More than this, Christ changes the heart. He abides in your heart by faith. You are to maintain this connection with Christ by faith and the continual surrender of your will to Him; and so long as you do this, He will work in you to will and to do according to His good pleasure… With Christ working in you, you will manifest the same spirit and do the same good works—works of righteousness, obedience. So we have nothing in ourselves of which to boast. We have no ground for self-exaltation. Our only ground of hope is in the righteousness of Christ imputed to us, and in that wrought by His Spirit working in and through us (Ibid., p. 63).

In spite of our nature we are called to participate in an extraordinary journey. God takes us beyond the conventional views. He says to us “more than this!” The last generation, the people travelling to closure in the great controversy war, are those who follow the lamb whithersoever He goes (Revelation 14:4). These are the people who don’t stop at conventionality and settle for less. When God says “more than this,” they say “Yes! More than this! Change my heart.” All this in a fallen nature? Yes!

Then we come to the second point, this one about sin.

2. Lost Because of Personal Choices. Men and women will be lost because of personal choices, not because of being born with disordered natures.

Here we come to another irreducibly fundamental point: the sin for which those who are lost will ultimately be condemned is their own choice to persist in rebellion. Although we are affected by evil, by the consequences of sin, we are only condemned on the basis of our own choices to sin. Thus, if someone drops a 150 pound box on you and breaks your back accidentally, you suffer the results of that, but you may only have been standing in the place where the accident happened. If the box was dropped on you willfully, then the one who dropped it was sinning. The collateral damage of the Fall and of Adam’s awful choice to rebel against God touches our lives every day but guilt only accompanies willful choices to reject God’s peaceful way of living in kindness.

Merit

The next couplet of two points deals with merit.

3. God Takes the Initiative. Repentance is a gift from God, who has taken the initiative to bring it within man’s reach. His grace is sent out in search of us even before we realize our need.

There are several items we want to clearly understand concerning salvation that will guard us from a works-based disaster. Genesis 3:15 shows that God promised to come and to “put” enmity back into the mixture. Adam and Eve, in choosing to trust the serpent rather than the Creator, changed themselves. Their created inclination to right was reversed and was changed to self-service.

After their Fall, God would have to come and restore the enemy relationship between man and his adversary. God took the initiative. He sent His grace out in search of us. Immediately He put into operation His redemption plan. In the book of Scripture especially addressing the last generation, we are reminded. Revelation 13:8 tells us that Jesus was “the Lamb slain from the foundation of the world.” God always planned that the last generation—(if God has His way, us)—would understand “the reason why He [Jesus] had to come at all” (Ellen G. White, Manuscript 1, 1892). He came to restore the race. So God took the initiative. We were too messed up. If we were going to have opportunity to be changed, God had to take the lead. It was just that simple.

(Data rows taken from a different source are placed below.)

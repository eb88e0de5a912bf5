//! A system that pretends to mutate

use super::{Cmd, FileInfo, System};
use crate::error::Result;
use hearth_core::path::{AbsPath, RelPath};
use std::cell::Cell;

/// Wraps a system and turns every mutation into a successful no-op
///
/// Reads pass through, so layers above see the real current state.
/// [`DryRunSystem::modified`] reports whether any mutation was attempted.
#[derive(Debug)]
pub struct DryRunSystem<S> {
    system: S,
    modified: Cell<bool>,
}

impl<S: System> DryRunSystem<S> {
    /// Wrap `system`
    pub fn new(system: S) -> Self {
        DryRunSystem {
            system,
            modified: Cell::new(false),
        }
    }

    /// Whether any mutating call was made
    pub fn modified(&self) -> bool {
        self.modified.get()
    }

    fn mutate(&self) -> Result<()> {
        self.modified.set(true);
        Ok(())
    }
}

impl<S: System> System for DryRunSystem<S> {
    fn chmod(&self, _path: &AbsPath, _perm: u32) -> Result<()> {
        self.mutate()
    }

    fn glob(&self, base: &AbsPath, pattern: &str) -> Result<Vec<AbsPath>> {
        self.system.glob(base, pattern)
    }

    fn lstat(&self, path: &AbsPath) -> Result<FileInfo> {
        self.system.lstat(path)
    }

    fn stat(&self, path: &AbsPath) -> Result<FileInfo> {
        self.system.stat(path)
    }

    fn mkdir(&self, _path: &AbsPath, _perm: u32) -> Result<()> {
        self.mutate()
    }

    fn raw_path(&self, path: &AbsPath) -> Result<AbsPath> {
        self.system.raw_path(path)
    }

    fn read_dir(&self, path: &AbsPath) -> Result<Vec<FileInfo>> {
        self.system.read_dir(path)
    }

    fn read_file(&self, path: &AbsPath) -> Result<Vec<u8>> {
        self.system.read_file(path)
    }

    fn readlink(&self, path: &AbsPath) -> Result<String> {
        self.system.readlink(path)
    }

    fn remove(&self, _path: &AbsPath) -> Result<()> {
        self.mutate()
    }

    fn remove_all(&self, _path: &AbsPath) -> Result<()> {
        self.mutate()
    }

    fn rename(&self, _old: &AbsPath, _new: &AbsPath) -> Result<()> {
        self.mutate()
    }

    fn run_cmd(&self, _cmd: &Cmd) -> Result<()> {
        self.mutate()
    }

    fn idempotent_cmd_output(&self, cmd: &Cmd) -> Result<Vec<u8>> {
        self.system.idempotent_cmd_output(cmd)
    }

    fn run_script(&self, _name: &RelPath, _dir: &AbsPath, _data: &[u8]) -> Result<()> {
        self.mutate()
    }

    fn write_file(&self, _path: &AbsPath, _data: &[u8], _perm: u32) -> Result<()> {
        self.mutate()
    }

    fn write_symlink(&self, _oldname: &str, _newname: &AbsPath) -> Result<()> {
        self.mutate()
    }
}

The next item is similar, only dealing not with initiative, but works.

4. No Merit for Our Deeds. Nothing we do in the Christian walk earns us even the slightest merit toward our salvation.

A long list of texts could be quoted here from the Bible and the writings of Ellen G. White both, repeating the unmistakable fact that we do not earn our salvation. Those opposing the idea of an end-time remnant made showcases for Christ may joust verbally with determination to portray us as teaching salvation by works. But we clearly state the opposite. Here is just one helpful verse: Titus 3:5: “Not by works of righteousness which we have done, but according to His mercy he saved us, by the washing of regeneration, and renewing of the Holy Ghost.”

Cooperation

Next in our list of headings is Cooperation. Having clearly resolved the point that man cannot save Himself, and that he cannot earn his own salvation—in any way—we dare to address the divine design for copartnership in the salvation process.

5. Christ’s Character reproduced in Us. Justification is God’s way of simultaneously counting men right and making them so. In declaring a man just, God writes no fiction. The disciple’s walk continues, and through the process of sanctification, the character of Christ is perfectly reproduced in us. Both justification and sanctification are the work of God, and are necessary and causative for salvation.

God has a will. God gives man free will. When we accept Him as Savior, He does not remove the will He gave us! We have not the power on our own to obey, but He has the power we need in order to obey. And so, there is a copartnership, a uniting of two wills. In one place inspiration says it this way: “The Saviour took upon Himself the infirmities of humanity and lived a sinless life, that men might have no fear that because of the weakness of human nature they could not overcome. Christ came to make us ‘partakers of the divine nature,’ and His life declares that humanity, combined with divinity, does not commit sin” (Ellen G. White, Ministry of Healing, p. 180).

Justification, in the Greek Testament the word dikaiow, means to “make right,” not merely to pretend or count or from the viewpoint of some imagined purely legal standing.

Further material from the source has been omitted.